Meanwhile, Helen O’Hara had been picking pieces of horse shit out of her daughter’s matted hair.

‘That little bitch,’ Helen said to Francine later, out of hearing of the two girls. ‘She should know better than to bully other kids. She’s a couple of years older too!’

‘Like mother, like daughter,’ said a grim Francine. ‘Prudence probably deserved the beating she got, but I can’t condone Bella using that damned stockwhip to cut people up.’

‘No, I suppose not,’ Helen had agreed. ‘But I have to say I like her style. And my daughter
stinks
.’

‘Yes, well . . . have you ever known our girls to go down without a fight? You tussle with one, you tussle with two. God help Prudence, is what I say.’

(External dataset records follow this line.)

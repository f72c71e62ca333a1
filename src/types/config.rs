//! Configuration for Retro.

use serde::{Deserialize, Serialize};
use std::path::{Path, PathBuf};

use crate::{RetroError, RetroResult};

const LOG_LEVELS: &[&str] = &["trace", "debug", "info", "warn", "error"];
const LOG_FORMATS: &[&str] = &["text", "json"];

/// Main configuration for Retro.
#[derive(Debug, Clone, Serialize, Deserialize)]
pub struct Config {
    /// General settings.
    #[serde(default)]
    pub general: GeneralConfig,

    /// Knowledge file settings.
    #[serde(default)]
    pub knowledge: KnowledgeConfig,

    /// Voice output settings.
    #[serde(default)]
    pub voice: VoiceConfig,

    /// QR code settings.
    #[serde(default)]
    pub qr: QrConfig,
}

/// General settings.
#[derive(Debug, Clone, Serialize, Deserialize)]
pub struct GeneralConfig {
    /// Log level (trace, debug, info, warn, error).
    #[serde(default = "default_log_level")]
    pub log_level: String,

    /// Log format (text, json).
    #[serde(default = "default_log_format")]
    pub log_format: String,
}

impl Default for GeneralConfig {
    fn default() -> Self {
        Self {
            log_level: default_log_level(),
            log_format: default_log_format(),
        }
    }
}

fn default_log_level() -> String {
    "warn".to_string()
}

fn default_log_format() -> String {
    "text".to_string()
}

/// Knowledge file settings.
#[derive(Debug, Clone, Serialize, Deserialize)]
pub struct KnowledgeConfig {
    /// Path of the JSON knowledge file.
    #[serde(default = "default_knowledge_path")]
    pub path: PathBuf,

    /// Start from an empty knowledge base when the file does not exist
    /// instead of failing at startup.
    #[serde(default)]
    pub create_if_missing: bool,
}

impl Default for KnowledgeConfig {
    fn default() -> Self {
        Self {
            path: default_knowledge_path(),
            create_if_missing: false,
        }
    }
}

fn default_knowledge_path() -> PathBuf {
    PathBuf::from("retroai/knowledge.json")
}

/// Voice output settings.
#[derive(Debug, Clone, Serialize, Deserialize)]
pub struct VoiceConfig {
    /// Play answers through a text-to-speech command.
    #[serde(default)]
    pub enabled: bool,

    /// Text-to-speech command. The text is passed as the last argument.
    #[serde(default = "default_voice_command")]
    pub command: String,

    /// Arguments placed before the text.
    #[serde(default = "default_voice_args")]
    pub args: Vec<String>,
}

impl Default for VoiceConfig {
    fn default() -> Self {
        Self {
            enabled: false,
            command: default_voice_command(),
            args: default_voice_args(),
        }
    }
}

fn default_voice_command() -> String {
    "espeak".to_string()
}

fn default_voice_args() -> Vec<String> {
    // espeak speed in words per minute
    vec!["-s".to_string(), "150".to_string()]
}

/// QR code settings.
#[derive(Debug, Clone, Serialize, Deserialize)]
pub struct QrConfig {
    /// Output file (SVG).
    #[serde(default = "default_qr_output")]
    pub output: PathBuf,

    /// Minimum width and height of the rendered image, in pixels.
    #[serde(default = "default_qr_min_dimension")]
    pub min_dimension: u32,
}

impl Default for QrConfig {
    fn default() -> Self {
        Self {
            output: default_qr_output(),
            min_dimension: default_qr_min_dimension(),
        }
    }
}

fn default_qr_output() -> PathBuf {
    PathBuf::from("qrcode.svg")
}

fn default_qr_min_dimension() -> u32 {
    200
}

impl Config {
    /// Loads configuration from a TOML file.
    ///
    /// A relative knowledge path is resolved against the directory holding
    /// the configuration file.
    pub fn load<P: AsRef<Path>>(path: P) -> RetroResult<Self> {
        let path = path.as_ref();
        let content = std::fs::read_to_string(path)?;
        let mut config: Config = toml::from_str(&content)?;

        if let Some(base) = path.parent().filter(|p| !p.as_os_str().is_empty()) {
            if config.knowledge.path.is_relative() {
                config.knowledge.path = base.join(&config.knowledge.path);
            }
        }

        config.validate()?;
        Ok(config)
    }

    /// Saves configuration to a TOML file.
    pub fn save<P: AsRef<Path>>(&self, path: P) -> RetroResult<()> {
        let content = toml::to_string_pretty(self)?;
        std::fs::write(path, content)?;
        Ok(())
    }

    /// Creates default configuration.
    pub fn default_config() -> Self {
        Self {
            general: GeneralConfig::default(),
            knowledge: KnowledgeConfig::default(),
            voice: VoiceConfig::default(),
            qr: QrConfig::default(),
        }
    }

    /// Loads `path` if it exists, otherwise returns the defaults.
    pub fn load_or_default<P: AsRef<Path>>(path: P) -> RetroResult<Self> {
        let path = path.as_ref();
        if path.exists() {
            Self::load(path)
        } else {
            tracing::debug!(path = %path.display(), "No configuration file, using defaults");
            Ok(Self::default_config())
        }
    }

    /// Checks values serde cannot check on its own.
    pub fn validate(&self) -> RetroResult<()> {
        if !LOG_LEVELS.contains(&self.general.log_level.as_str()) {
            return Err(RetroError::config(format!(
                "unknown log_level '{}' (expected one of: {})",
                self.general.log_level,
                LOG_LEVELS.join(", ")
            )));
        }
        if !LOG_FORMATS.contains(&self.general.log_format.as_str()) {
            return Err(RetroError::config(format!(
                "unknown log_format '{}' (expected one of: {})",
                self.general.log_format,
                LOG_FORMATS.join(", ")
            )));
        }
        Ok(())
    }
}

impl Default for Config {
    fn default() -> Self {
        Self::default_config()
    }
}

Some things never changed. Here they were again, Bella and Patty, tussling with Prudence – alongside a truckload of other girls.

Bella’s vision was blurring at the edges; the air around her head spinning like crystallised sugar in a fairy-floss machine. She couldn’t see Patty anymore or any of the other competitors in the Cock-Sucking Cowboy Shot-Shooting Competition.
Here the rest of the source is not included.